Directions:
Of all the lines below, return only those starting with the line holding "Find every room" and going on through the line holding "for other in", exactly as written.

Supplied records:
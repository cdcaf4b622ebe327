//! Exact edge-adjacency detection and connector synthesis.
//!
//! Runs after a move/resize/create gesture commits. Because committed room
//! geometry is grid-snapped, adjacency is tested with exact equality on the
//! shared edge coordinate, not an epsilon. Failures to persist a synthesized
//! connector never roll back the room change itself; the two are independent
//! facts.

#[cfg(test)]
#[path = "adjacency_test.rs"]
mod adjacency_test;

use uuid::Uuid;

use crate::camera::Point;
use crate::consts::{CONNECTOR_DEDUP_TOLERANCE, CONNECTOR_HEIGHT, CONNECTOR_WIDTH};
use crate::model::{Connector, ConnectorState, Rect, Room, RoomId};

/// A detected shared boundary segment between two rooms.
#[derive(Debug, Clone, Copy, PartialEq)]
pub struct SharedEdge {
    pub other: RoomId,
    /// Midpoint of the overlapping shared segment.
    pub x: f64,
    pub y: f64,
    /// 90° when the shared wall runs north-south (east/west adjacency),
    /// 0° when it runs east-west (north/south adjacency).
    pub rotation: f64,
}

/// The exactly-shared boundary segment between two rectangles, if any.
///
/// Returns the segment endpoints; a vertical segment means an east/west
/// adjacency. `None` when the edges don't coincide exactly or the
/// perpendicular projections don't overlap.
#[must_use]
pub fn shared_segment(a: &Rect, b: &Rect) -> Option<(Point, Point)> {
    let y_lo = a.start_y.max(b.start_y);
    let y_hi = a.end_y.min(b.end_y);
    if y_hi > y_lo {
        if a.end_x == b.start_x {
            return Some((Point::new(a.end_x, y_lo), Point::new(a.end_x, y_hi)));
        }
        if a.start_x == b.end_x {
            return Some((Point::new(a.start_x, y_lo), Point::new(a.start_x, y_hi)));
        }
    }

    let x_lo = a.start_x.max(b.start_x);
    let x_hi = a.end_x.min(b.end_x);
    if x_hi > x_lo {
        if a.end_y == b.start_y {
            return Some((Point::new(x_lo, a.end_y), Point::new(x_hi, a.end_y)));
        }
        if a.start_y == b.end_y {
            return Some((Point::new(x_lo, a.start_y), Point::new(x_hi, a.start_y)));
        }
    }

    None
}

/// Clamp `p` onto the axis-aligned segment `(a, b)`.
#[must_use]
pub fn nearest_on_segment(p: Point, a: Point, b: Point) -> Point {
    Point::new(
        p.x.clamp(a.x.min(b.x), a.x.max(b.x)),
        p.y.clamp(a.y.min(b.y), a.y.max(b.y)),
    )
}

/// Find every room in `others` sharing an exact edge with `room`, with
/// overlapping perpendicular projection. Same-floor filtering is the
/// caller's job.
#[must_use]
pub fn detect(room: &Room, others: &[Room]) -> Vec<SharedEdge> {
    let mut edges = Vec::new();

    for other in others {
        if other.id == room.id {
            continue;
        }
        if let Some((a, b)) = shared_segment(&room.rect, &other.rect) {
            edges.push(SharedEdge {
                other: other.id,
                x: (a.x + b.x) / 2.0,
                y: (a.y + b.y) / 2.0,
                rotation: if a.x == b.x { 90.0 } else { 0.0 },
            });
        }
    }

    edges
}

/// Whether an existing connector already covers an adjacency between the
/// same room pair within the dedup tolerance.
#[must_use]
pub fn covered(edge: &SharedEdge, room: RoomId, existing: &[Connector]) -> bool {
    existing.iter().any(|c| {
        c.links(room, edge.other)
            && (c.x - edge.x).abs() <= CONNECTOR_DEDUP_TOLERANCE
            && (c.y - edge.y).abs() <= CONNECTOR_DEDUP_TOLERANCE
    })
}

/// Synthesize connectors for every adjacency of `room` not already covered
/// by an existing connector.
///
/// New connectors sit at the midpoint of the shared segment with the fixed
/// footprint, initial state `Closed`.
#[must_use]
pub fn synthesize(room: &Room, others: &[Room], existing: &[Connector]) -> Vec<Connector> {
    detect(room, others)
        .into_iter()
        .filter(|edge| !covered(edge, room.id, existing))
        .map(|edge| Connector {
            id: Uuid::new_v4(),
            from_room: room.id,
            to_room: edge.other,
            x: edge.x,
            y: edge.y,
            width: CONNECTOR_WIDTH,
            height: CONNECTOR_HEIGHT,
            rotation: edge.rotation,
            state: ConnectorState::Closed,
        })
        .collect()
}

...

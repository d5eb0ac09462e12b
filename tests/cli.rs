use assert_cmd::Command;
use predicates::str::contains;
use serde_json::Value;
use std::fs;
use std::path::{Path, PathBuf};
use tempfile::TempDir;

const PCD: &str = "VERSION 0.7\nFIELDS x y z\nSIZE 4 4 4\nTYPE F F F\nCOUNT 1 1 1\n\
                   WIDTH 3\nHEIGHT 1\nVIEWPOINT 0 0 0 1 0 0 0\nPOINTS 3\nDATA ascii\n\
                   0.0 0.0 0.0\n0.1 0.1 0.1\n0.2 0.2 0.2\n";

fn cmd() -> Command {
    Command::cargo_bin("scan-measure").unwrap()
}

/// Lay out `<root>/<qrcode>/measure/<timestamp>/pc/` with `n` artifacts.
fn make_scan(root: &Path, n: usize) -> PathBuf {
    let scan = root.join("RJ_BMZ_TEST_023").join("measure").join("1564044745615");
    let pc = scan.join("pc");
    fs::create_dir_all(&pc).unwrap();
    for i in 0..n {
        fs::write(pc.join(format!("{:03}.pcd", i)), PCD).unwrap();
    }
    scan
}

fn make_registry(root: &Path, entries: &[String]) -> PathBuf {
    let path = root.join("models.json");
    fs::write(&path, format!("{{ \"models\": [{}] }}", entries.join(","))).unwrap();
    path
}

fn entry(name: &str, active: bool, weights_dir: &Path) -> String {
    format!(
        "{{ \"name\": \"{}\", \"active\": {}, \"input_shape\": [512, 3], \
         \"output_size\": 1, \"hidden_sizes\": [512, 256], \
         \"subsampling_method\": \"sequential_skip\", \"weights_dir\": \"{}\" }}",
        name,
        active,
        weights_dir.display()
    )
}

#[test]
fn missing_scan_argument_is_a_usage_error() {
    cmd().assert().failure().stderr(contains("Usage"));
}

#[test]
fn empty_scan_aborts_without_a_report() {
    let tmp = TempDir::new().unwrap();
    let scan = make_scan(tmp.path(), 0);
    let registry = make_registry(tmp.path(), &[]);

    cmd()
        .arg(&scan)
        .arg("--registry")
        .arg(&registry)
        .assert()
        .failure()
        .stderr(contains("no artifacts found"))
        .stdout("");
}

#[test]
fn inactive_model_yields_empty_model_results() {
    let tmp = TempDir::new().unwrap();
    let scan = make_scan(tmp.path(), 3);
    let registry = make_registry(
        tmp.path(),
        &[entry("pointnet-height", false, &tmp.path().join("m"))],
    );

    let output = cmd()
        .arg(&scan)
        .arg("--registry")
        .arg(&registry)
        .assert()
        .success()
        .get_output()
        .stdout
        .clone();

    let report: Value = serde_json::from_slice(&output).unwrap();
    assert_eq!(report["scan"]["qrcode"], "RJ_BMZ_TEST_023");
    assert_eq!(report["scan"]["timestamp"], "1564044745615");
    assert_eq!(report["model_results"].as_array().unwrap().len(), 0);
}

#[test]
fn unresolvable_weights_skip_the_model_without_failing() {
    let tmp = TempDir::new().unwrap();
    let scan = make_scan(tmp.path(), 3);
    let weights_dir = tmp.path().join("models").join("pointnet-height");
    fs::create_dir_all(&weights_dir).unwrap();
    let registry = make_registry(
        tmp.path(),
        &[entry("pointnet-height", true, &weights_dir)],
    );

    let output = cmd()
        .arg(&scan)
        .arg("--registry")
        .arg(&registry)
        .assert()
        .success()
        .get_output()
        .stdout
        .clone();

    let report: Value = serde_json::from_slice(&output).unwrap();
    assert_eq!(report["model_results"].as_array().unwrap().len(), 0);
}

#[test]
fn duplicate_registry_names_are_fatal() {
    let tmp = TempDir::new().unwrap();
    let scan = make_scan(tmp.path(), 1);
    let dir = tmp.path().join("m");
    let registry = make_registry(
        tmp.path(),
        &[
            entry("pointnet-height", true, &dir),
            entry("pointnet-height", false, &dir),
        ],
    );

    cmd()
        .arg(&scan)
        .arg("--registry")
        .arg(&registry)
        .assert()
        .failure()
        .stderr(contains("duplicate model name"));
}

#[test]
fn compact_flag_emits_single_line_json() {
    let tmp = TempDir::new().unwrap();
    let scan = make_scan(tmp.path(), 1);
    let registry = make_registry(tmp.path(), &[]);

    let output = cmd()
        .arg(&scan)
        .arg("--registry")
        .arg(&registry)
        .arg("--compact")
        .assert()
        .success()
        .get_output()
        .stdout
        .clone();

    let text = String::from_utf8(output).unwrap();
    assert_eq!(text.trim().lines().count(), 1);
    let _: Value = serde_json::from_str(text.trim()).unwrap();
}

--

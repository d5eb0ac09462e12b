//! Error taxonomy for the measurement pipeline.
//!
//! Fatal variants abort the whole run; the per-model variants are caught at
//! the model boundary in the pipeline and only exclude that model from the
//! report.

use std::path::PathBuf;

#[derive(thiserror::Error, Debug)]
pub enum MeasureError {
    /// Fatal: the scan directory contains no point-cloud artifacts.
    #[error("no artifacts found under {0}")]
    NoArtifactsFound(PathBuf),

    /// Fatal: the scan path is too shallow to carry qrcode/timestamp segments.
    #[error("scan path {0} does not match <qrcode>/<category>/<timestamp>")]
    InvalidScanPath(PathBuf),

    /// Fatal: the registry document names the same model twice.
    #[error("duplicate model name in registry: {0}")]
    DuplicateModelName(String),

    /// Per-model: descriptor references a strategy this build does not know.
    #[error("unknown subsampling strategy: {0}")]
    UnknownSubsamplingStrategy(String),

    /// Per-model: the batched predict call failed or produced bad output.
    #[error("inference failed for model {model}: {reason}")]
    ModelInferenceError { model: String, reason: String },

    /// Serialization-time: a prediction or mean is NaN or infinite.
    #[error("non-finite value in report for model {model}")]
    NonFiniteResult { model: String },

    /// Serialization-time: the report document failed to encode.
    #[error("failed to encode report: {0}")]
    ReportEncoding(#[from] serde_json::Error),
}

Task answer:
/// Find every room in `others` sharing an exact edge with `room`, with
/// overlapping perpendicular projection. Same-floor filtering is the
/// caller's job.
#[must_use]
pub fn detect(room: &Room, others: &[Room]) -> Vec<SharedEdge> {
    let mut edges = Vec::new();

    for other in others {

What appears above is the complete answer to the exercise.